(Stored dataset items)
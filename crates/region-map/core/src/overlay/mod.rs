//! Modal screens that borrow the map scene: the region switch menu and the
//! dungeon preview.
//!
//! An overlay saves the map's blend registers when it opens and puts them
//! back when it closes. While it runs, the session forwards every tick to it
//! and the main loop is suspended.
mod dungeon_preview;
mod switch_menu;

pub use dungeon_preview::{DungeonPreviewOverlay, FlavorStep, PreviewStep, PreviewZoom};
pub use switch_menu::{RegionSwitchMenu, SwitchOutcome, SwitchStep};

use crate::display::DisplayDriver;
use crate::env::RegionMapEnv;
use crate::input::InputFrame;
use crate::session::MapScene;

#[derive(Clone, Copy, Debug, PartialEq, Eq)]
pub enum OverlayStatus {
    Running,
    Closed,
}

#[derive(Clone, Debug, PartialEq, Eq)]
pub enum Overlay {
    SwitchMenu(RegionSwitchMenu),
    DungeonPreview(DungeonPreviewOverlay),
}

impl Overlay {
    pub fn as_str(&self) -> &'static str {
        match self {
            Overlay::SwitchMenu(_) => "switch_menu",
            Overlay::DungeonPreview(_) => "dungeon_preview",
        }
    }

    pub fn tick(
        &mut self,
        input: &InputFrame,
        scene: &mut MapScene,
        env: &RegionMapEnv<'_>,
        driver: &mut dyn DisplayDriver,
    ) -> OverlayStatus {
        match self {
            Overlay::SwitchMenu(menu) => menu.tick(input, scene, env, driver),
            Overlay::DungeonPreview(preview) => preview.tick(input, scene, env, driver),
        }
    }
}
...
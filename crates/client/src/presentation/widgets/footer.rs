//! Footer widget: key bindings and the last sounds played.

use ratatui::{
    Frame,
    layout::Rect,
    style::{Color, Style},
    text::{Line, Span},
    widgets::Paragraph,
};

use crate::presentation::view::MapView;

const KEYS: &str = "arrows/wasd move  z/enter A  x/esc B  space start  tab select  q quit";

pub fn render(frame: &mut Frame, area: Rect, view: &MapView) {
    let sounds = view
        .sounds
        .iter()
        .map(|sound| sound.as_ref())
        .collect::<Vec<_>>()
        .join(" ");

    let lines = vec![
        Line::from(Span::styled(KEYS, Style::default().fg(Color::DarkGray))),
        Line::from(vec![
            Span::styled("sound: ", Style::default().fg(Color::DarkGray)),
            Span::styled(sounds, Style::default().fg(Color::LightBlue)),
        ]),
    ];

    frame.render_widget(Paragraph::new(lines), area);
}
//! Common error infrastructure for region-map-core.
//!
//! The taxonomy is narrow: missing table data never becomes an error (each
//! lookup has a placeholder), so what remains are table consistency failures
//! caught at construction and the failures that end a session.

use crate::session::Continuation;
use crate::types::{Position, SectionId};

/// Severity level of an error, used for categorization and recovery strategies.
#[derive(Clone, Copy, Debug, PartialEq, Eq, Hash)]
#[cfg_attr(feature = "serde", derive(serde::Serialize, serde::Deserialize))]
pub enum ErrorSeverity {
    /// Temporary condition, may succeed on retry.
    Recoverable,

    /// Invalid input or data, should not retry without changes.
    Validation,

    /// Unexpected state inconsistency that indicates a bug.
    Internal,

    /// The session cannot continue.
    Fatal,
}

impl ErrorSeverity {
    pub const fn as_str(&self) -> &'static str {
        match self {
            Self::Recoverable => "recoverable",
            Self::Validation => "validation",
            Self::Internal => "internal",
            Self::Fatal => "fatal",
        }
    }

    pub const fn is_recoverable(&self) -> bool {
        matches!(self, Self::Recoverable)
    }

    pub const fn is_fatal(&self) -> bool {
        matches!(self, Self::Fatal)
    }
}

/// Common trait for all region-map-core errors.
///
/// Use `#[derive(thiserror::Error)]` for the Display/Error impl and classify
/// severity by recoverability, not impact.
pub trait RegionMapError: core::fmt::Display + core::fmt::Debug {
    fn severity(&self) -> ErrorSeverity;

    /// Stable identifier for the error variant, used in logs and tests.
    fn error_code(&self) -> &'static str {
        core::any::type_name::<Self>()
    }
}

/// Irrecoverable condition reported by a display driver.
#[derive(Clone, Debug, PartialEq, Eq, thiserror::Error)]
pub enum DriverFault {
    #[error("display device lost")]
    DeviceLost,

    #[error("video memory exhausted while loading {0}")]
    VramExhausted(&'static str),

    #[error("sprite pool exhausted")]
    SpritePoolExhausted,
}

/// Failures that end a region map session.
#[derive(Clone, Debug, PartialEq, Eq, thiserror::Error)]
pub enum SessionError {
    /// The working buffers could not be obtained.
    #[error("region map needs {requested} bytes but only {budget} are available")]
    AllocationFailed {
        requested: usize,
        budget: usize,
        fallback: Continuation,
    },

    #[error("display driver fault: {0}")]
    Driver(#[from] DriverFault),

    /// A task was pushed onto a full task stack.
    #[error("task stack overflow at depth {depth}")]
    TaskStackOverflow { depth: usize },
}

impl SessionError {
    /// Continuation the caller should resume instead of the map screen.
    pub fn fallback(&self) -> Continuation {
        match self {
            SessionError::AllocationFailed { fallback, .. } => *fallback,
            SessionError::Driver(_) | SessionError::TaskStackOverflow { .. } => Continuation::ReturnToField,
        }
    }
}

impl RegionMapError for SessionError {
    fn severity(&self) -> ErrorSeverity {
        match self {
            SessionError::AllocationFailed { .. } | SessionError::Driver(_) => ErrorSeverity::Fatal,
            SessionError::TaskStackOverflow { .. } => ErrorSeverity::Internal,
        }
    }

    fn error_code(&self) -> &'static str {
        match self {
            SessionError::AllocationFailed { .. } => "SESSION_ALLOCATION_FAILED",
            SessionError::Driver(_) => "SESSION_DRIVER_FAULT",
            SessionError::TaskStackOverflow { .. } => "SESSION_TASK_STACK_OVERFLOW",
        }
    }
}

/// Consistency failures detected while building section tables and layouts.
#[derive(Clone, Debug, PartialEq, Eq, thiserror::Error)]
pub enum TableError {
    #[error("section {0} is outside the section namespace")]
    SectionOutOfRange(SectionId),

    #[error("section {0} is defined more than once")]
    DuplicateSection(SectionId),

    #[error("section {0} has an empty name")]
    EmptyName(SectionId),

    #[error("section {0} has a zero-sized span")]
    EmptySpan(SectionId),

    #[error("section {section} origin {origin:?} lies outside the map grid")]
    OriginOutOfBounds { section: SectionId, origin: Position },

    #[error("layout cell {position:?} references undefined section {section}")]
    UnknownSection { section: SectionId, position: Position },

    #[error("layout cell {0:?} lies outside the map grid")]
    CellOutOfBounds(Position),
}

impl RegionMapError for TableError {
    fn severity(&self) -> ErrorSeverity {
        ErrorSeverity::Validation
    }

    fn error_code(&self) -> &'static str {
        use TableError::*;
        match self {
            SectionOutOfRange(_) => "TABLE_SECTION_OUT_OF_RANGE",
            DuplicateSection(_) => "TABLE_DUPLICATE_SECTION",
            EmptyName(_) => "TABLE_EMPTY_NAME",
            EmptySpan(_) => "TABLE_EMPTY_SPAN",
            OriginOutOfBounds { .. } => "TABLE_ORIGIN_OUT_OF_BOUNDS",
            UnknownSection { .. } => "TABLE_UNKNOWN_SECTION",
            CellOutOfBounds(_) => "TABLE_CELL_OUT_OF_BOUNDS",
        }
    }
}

■ GOAL OF THE EXERCISE
Lines that contain "matches" are to be copied from the records above.

■ OUTPUT BELOW
        matches!(self, Self::Recoverable)
        matches!(self, Self::Fatal)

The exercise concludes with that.